Nel does just exactly what everyone expects of her. She marries, has kids, and spends her
life caring for others and not thinking of herself. 
An individual's job must be to embrace their whole person-the good, the bad, the fears,
the regrets, and even hope and loss. If an individual can not blend two conflicting
components of identity together, he then cannot become one. The individual cannot react
in certain situations and thus must mimic someone on how to feel. A weak self can
surrender totally to the will and power of a stronger self, or the weak self can part of
the stronger self, almost as a possession. In a crisis Nel's calm and quiescent nature
surfaces (Schapiro 307). But all of Sula's being explodes into a mighty and even
ferocious action (Mickelson 315). Morrison describes the two being so close that "they
themselves had difficulty distinguishing one's thoughts from the other's" (75). Each of
the girls must seek their own self through seeking the other. In this blurring of selves
they instead of becoming more distinguished in their own being, "they work[ed] until the
two holes were one and the same" (58). 
Morrison used Sula and Nel as representations of rebellion and conformity rather than as
individual characters with their own minds and motivation. Anne Mickelson writes that
Sula:
Exceeds boundaries, creates excitement, tries to break free of encroachments of external
cultural forces and challenges destiny.... Believing that an unpatterned, unconditioned
life is possible, Sula tries to avoid uniformity by creating her own kind of life (315)

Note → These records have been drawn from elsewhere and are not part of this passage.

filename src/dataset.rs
use crate::{Point, Primitive};
use rand::prelude::*;
use std::ops::Range;

/// Amount of samples in the default interactive dataset.
pub const DEFAULT_SAMPLE_CNT: usize = 100;

/// Draw `sample_cnt` points with both coordinates uniformly distributed in `range`.
pub fn generate<T: Primitive>(rnd: &mut dyn RngCore, sample_cnt: usize, range: Range<T>) -> Vec<Point<T>> {
    (0..sample_cnt)
        .map(|_| Point::new(rnd.gen_range(range.clone()), rnd.gen_range(range.clone())))
        .collect()
}

/// The dataset the interactive front end starts with: 100 points in `[-10, 10)` on both axes.
pub fn generate_default<T: Primitive>(rnd: &mut dyn RngCore) -> Vec<Point<T>> {
    let bound = T::from(10.0).unwrap_or_else(T::one);
    generate(rnd, DEFAULT_SAMPLE_CNT, -bound..bound)
}

#[cfg(test)]
mod tests {
    use super::*;

    #[test]
    fn default_dataset_bounds() {
        let samples: Vec<Point<f64>> = generate_default(&mut StdRng::seed_from_u64(1));
        assert_eq!(samples.len(), DEFAULT_SAMPLE_CNT);
        assert!(samples.iter().all(|p| (-10.0..10.0).contains(&p.x) && (-10.0..10.0).contains(&p.y)));
    }

    #[test]
    fn custom_range_and_count() {
        let samples = generate(&mut StdRng::seed_from_u64(2), 17, 2.0f32..3.0);
        assert_eq!(samples.len(), 17);
        assert!(samples.iter().all(|p| p.x >= 2.0 && p.x < 3.0 && p.y >= 2.0 && p.y < 3.0));
    }

    #[test]
    fn seeded_is_reproducible() {
        let a: Vec<Point<f64>> = generate_default(&mut StdRng::seed_from_u64(5));
        let b: Vec<Point<f64>> = generate_default(&mut StdRng::seed_from_u64(5));
        let c: Vec<Point<f64>> = generate_default(&mut StdRng::seed_from_u64(6));
        assert_eq!(a, b);
        assert_ne!(a, c);
    }
}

But the author does not just leave the reader to think that Sula made the decision to
rebel with out having due cause. 
She steps in with an armload of explanations distributed over several pages. Sula had
inherited her grandmother's arrogance and her mother's self-indulgence; she had never
felt any obligation to please someone unless their pleasure pleased her; she was as
willing to receive pain as to give it; she had never been the same since she overheard
her mother explain that she loved Sula but did not like her; the boy's [Chicken Little]
drowning had closed something off in her... (316)

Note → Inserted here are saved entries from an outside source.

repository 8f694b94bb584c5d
mod lloyd;

pub(crate) use lloyd::Lloyd;
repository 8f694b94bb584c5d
use crate::{helpers, DistanceFunction, Point, Primitive};
use rand::prelude::*;

/// Farthest-first traversal.
///
/// The first centroid is drawn uniformly from the dataset. Every following centroid is the point
/// maximizing its distance to the nearest already chosen centroid. A point has to be strictly
/// farther to replace the current candidate, so ties resolve to the first occurrence in dataset order.
#[inline(always)] pub fn calculate<T, D>(points: &[Point<T>], k: usize, distance: &D, rnd: &mut dyn RngCore) -> Vec<Point<T>>
        where T: Primitive, D: DistanceFunction<T> {
    let mut centroids = Vec::with_capacity(k);
    centroids.push(points[rnd.gen_range(0..points.len())]);
    for _ in 1..k {
        centroids.push(points[farthest_point(points, &centroids, distance)]);
    }
    centroids
}

/// Index of the point with the largest minimum distance to `centroids`.
pub(crate) fn farthest_point<T, D>(points: &[Point<T>], centroids: &[Point<T>], distance: &D) -> usize
        where T: Primitive, D: DistanceFunction<T> {
    let mut best_idx = 0;
    let mut best_dist = T::neg_infinity();
    for (idx, p) in points.iter().enumerate() {
        let d = helpers::min_distance(p, centroids, distance);
        if d > best_dist {
            best_idx = idx;
            best_dist = d;
        }
    }
    best_idx
}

Literary criticizer does not mention Nel. Maybe she feels that her conformed so much that
it explaining it isn't necessary and especially not as interesting as Sula's defiance.
So at the end of the novel who wins? Each one of them never truly found what they sought
for individually. But what they had all along was one another. Together Sula and Nel were
a whole person. But Sula probably never knew it. Nel did not see it until it was too
late. Sula's life exemplifies that of a defiant gesture which in her mind liberates her
to an extent, and keeps her from pitying herself. Her pride steers from the fact that she
walks through life with no blinders on. Yet no happy ending comes for Sula. She dies in
loneliness, not in freedom (Mickelson 316). The town does not even do anything about her
death for three days. But Nel is left with a "fine cry-loud and long-but it had no bottom
and it had no to, just circles and circles of sorrow" (Morrison 174). So in the end each
of them prove that the do need love, and each other. They are part of one another.